Here is a summary of the things which have gummed up my past attempts at higher biz rule abstractions:
- EightyTwentyRule - An abstraction may handle 80% of the cases, but working around the 20% is a such a bear that the net abstraction savings may not be worth it.
- Factors anywhere, anytime - Any factor can potentially impact any spot in the code anywhere at any time. You cannot simply isolate all factors into their own spot because the interaction has to go somewhere. Thus, there might be factor A and factor B, but there is also the intersection of factor A and B. Does the intersection go in A, B, both, or a new factor "AB"? If the latter, then we could have a combinatorial mess as we scale it to more factors. See also LifeIsaBigMessyGraph, EmployeeTypes, and AttributesInNameSmell.
- Unpredictable future changes - It is nearly impossible to predict the future. An abstraction that is great today may choke tomorrow, creating a DiscontinuitySpike to remove it or overhaul it.
- Abstraction-free code may be repetitious busy work to update, but at least it is a fairly predictable quantity. Managers do not like uncertainty. They often cringe when I say something like, "I am sorry, but I don't know how long it will take until I study the code more." Abstractions often reduce the amount of code changed by itself, but can make it hard or unpredictable time-wise to figure out what to change.
- Modeling human personalities, not universal external laws - Many business rules appear arbitrary to us developers, so we just have to implement them more or less as-is. Sometimes we are given the reason for something, sometimes not. If you don't know the reason behind a rule it is harder to find abstractions. Is similarity to other rules part of a pattern or mere coincidence? Business leaders and managers are often known for their "intuitive" abilities and not so much logic or tech abilities. That is fine, but it makes it hard to apply logic and pattern analysis from an implementor's viewpoint. Thus, you get stuff such as, "Let's give discounts to every customer who buys one or more of these items on Sunday or these items on Wednesday, unless they already bought a foo in the past 3 months. Oh, and they cannot use this discount if they have a G coupon, but other coupons are okay". They pull these seemingly out of thin air. Tax laws, for example, similarly have all kinds of goofy rules to satisfy various political constituents. Related: AreBusinessAppsBoring and Page Anchor: "Emanuel_Derman" under BusinessModeling.
What I have trended toward is light-duty, small abstractions that can be easily tossed (no DiscontinuitySpike
) when needed rather than target monolithic Ultimate Abstractions or Ultimate Frameworks. See HelpersInsteadOfWrappers
. In other words, the best abstractions seem to be those that one can date or flirt with, but does not have to marry.
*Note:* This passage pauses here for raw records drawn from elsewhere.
#[tokio::test]
async fn test_send_message_batch_partial_failure() {
    let (app, _) = test_app();
    create_orders(&app).await;

    let (status, xml) = call(
        &app,
        &[
            ("Action", "SendMessageBatch"),
            ("QueueUrl", QUEUE_URL),
            ("SendMessageBatchRequestEntry.1.Id", "first"),
            ("SendMessageBatchRequestEntry.1.MessageBody", "one"),
            ("SendMessageBatchRequestEntry.2.Id", "second"),
            ("SendMessageBatchRequestEntry.2.MessageBody", "two"),
            ("SendMessageBatchRequestEntry.2.DelaySeconds", "999"),
            ("SendMessageBatchRequestEntry.3.Id", "third"),
            ("SendMessageBatchRequestEntry.3.MessageBody", "three"),
        ],
    )
    .await;
    assert_eq!(status, StatusCode::OK);

    let successes = values(&xml, "SendMessageBatchResultEntry");
    assert_eq!(successes.len(), 2);
    assert_eq!(value(&successes[0], "Id"), "first");
    assert_eq!(value(&successes[1], "Id"), "third");

    let failures = values(&xml, "BatchResultErrorEntry");
    assert_eq!(failures.len(), 1);
    assert_eq!(value(&failures[0], "Id"), "second");
    assert_eq!(value(&failures[0], "Code"), "InvalidParameterValue");
    assert_eq!(value(&failures[0], "SenderFault"), "true");
    assert!(xml.find("SendMessageBatchResultEntry") < xml.find("BatchResultErrorEntry"));
}

#[tokio::test]
async fn test_oversized_batch_is_rejected_without_side_effects() {
    let (app, _) = test_app();
    create_orders(&app).await;

    let keys: Vec<(String, String)> = (1..=11)
        .flat_map(|i| {
            [
                (format!("SendMessageBatchRequestEntry.{}.Id", i), format!("m{}", i)),
                (
                    format!("SendMessageBatchRequestEntry.{}.MessageBody", i),
                    format!("body {}", i),
                ),
            ]
        })
        .collect();
    let mut params: Vec<(&str, &str)> = vec![("Action", "SendMessageBatch"), ("QueueUrl", QUEUE_URL)];
    params.extend(keys.iter().map(|(k, v)| (k.as_str(), v.as_str())));

    let (status, xml) = call(&app, &params).await;
    assert_eq!(status, StatusCode::BAD_REQUEST);
    assert_eq!(
        value(&xml, "Code"),
        "AWS.SimpleQueueService.TooManyEntriesInBatchRequest"
    );

    let (_, attrs) = call(
        &app,
        &[
            ("Action", "GetQueueAttributes"),
            ("QueueUrl", QUEUE_URL),
            ("AttributeName.1", "ApproximateNumberOfMessages"),
        ],
    )
    .await;
    assert_eq!(
        values(&attrs, "Attribute"),
        vec!["<Name>ApproximateNumberOfMessages</Name><Value>0</Value>".to_string()]
    );
}

#[tokio::test]
async fn test_delete_message_batch() {
    let (app, _) = test_app();
    create_orders(&app).await;
    call(
        &app,
        &[("Action", "SendMessage"), ("QueueUrl", QUEUE_URL), ("MessageBody", "a")],
    )
    .await;
    let (_, received) = call(&app, &[("Action", "ReceiveMessage"), ("QueueUrl", QUEUE_URL)]).await;
    let handle = value(&received, "ReceiptHandle");

    let (status, xml) = call(
        &app,
        &[
            ("Action", "DeleteMessageBatch"),
            ("QueueUrl", QUEUE_URL),
            ("DeleteMessageBatchRequestEntry.1.Id", "ok"),
            ("DeleteMessageBatchRequestEntry.1.ReceiptHandle", handle.as_str()),
            ("DeleteMessageBatchRequestEntry.2.Id", "stale"),
            ("DeleteMessageBatchRequestEntry.2.ReceiptHandle", "not-a-handle"),
        ],
    )
    .await;
    assert_eq!(status, StatusCode::OK);
    assert_eq!(values(&xml, "DeleteMessageBatchResultEntry").len(), 1);
    let failures = values(&xml, "BatchResultErrorEntry");
    assert_eq!(value(&failures[0], "Id"), "stale");
    assert_eq!(value(&failures[0], "Code"), "ReceiptHandleIsInvalid");
}

#[tokio::test]
async fn test_batch_shape_errors() {
    let (app, _) = test_app();
    create_orders(&app).await;

    let (_, xml) = call(&app, &[("Action", "SendMessageBatch"), ("QueueUrl", QUEUE_URL)]).await;
    assert_eq!(value(&xml, "Code"), "AWS.SimpleQueueService.EmptyBatchRequest");

    let (_, xml) = call(
        &app,
        &[
            ("Action", "DeleteMessageBatch"),
            ("QueueUrl", QUEUE_URL),
            ("DeleteMessageBatchRequestEntry.1.Id", "dup"),
            ("DeleteMessageBatchRequestEntry.1.ReceiptHandle", "x"),
            ("DeleteMessageBatchRequestEntry.2.Id", "dup"),
            ("DeleteMessageBatchRequestEntry.2.ReceiptHandle", "y"),
        ],
    )
    .await;
    assert_eq!(
        value(&xml, "Code"),
        "AWS.SimpleQueueService.BatchEntryIdsNotDistinct"
    );
}

#[tokio::test]
async fn test_unknown_queue_and_action() {
    let (app, _) = test_app();

    let (status, xml) = call(
        &app,
        &[("Action", "SendMessage"), ("QueueUrl", QUEUE_URL), ("MessageBody", "x")],
    )
    .await;
    assert_eq!(status, StatusCode::BAD_REQUEST);
    assert_eq!(value(&xml, "Code"), "AWS.SimpleQueueService.NonExistentQueue");

    let (status, xml) = call(&app, &[("Action", "Teleport")]).await;
    assert_eq!(status, StatusCode::BAD_REQUEST);
    assert_eq!(value(&xml, "Code"), "InvalidAction");
}

#[tokio::test]
async fn test_queue_attributes_and_purge() {
    let (app, _) = test_app();
    let (status, _) = call(
        &app,
        &[
            ("Action", "CreateQueue"),
            ("QueueName", "orders"),
            ("Attribute.1.Name", "VisibilityTimeout"),
            ("Attribute.1.Value", "45"),
        ],
    )
    .await;
    assert_eq!(status, StatusCode::OK);

    let (status, _) = call(
        &app,
        &[
            ("Action", "SetQueueAttributes"),
            ("QueueUrl", QUEUE_URL),
            ("Attribute.1.Name", "DelaySeconds"),
            ("Attribute.1.Value", "5"),
        ],
    )
    .await;
    assert_eq!(status, StatusCode::OK);

    call(
        &app,
        &[("Action", "SendMessage"), ("QueueUrl", QUEUE_URL), ("MessageBody", "x")],
    )
    .await;

    let (_, attrs) = call(
        &app,
        &[("Action", "GetQueueAttributes"), ("QueueUrl", QUEUE_URL), ("AttributeName.1", "All")],
    )
    .await;
    assert_eq!(values(&attrs, "Attribute").len(), 11);
    assert!(attrs.contains("<Name>VisibilityTimeout</Name><Value>45</Value>"));
    assert!(attrs.contains("<Name>DelaySeconds</Name><Value>5</Value>"));
    assert!(attrs.contains("<Name>ApproximateNumberOfMessagesDelayed</Name><Value>1</Value>"));

    let (status, _) = call(&app, &[("Action", "PurgeQueue"), ("QueueUrl", QUEUE_URL)]).await;
    assert_eq!(status, StatusCode::OK);
    let (_, attrs) = call(&app, &[("Action", "GetQueueAttributes"), ("QueueUrl", QUEUE_URL)]).await;
    assert!(attrs.contains("<Name>ApproximateNumberOfMessagesDelayed</Name><Value>0</Value>"));

    let (status, xml) = call(
        &app,
        &[
            ("Action", "SetQueueAttributes"),
            ("QueueUrl", QUEUE_URL),
            ("Attribute.1.Name", "Colour"),
            ("Attribute.1.Value", "blue"),
        ],
    )
    .await;
    assert_eq!(status, StatusCode::BAD_REQUEST);
    assert_eq!(value(&xml, "Code"), "InvalidAttributeName");
}

#[tokio::test]
async fn test_delete_queue() {
    let (app, _) = test_app();
    create_orders(&app).await;

    let (status, _) = call(&app, &[("Action", "DeleteQueue"), ("QueueUrl", QUEUE_URL)]).await;
    assert_eq!(status, StatusCode::OK);

    let (status, xml) = call(&app, &[("Action", "DeleteQueue"), ("QueueUrl", QUEUE_URL)]).await;
    assert_eq!(status, StatusCode::BAD_REQUEST);
    assert_eq!(value(&xml, "Code"), "AWS.SimpleQueueService.NonExistentQueue");

    let (_, listed) = call(&app, &[("Action", "ListQueues")]).await;
    assert!(values(&listed, "QueueUrl").is_empty());
}

#[tokio::test]
async fn test_action_from_target_header() {
    let (app, _) = test_app();
    let request = Request::builder()
        .method("POST")
        .uri("/?QueueName=orders")
        .header("x-amz-target", "AmazonSQS.CreateQueue")
        .body(Body::empty())
        .unwrap();

    let response = app.clone().oneshot(request).await.unwrap();
    assert_eq!(response.status(), StatusCode::OK);
    let bytes = response.into_body().collect().await.unwrap().to_bytes();
    let xml = String::from_utf8(bytes.to_vec()).unwrap();
    assert_eq!(value(&xml, "QueueUrl"), QUEUE_URL);
}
And, managers don't believe your Phd superproductivity claim also. They don't like "weird" code that complicates hiring. Unless productivity can be clearly demonstrated, they will ignore claims such as yours. Even if by chance I agreed with you, I don't know how to present it to management because your sales pitch is wishy washy, fuzzy, and seemingly beyond the scientific method. They make the final choice, not me. If you tell the manager that he/she won't "get" your productivity claims unless they first get a Phd, they will show you the door faster than a Cray can add 1 + 1.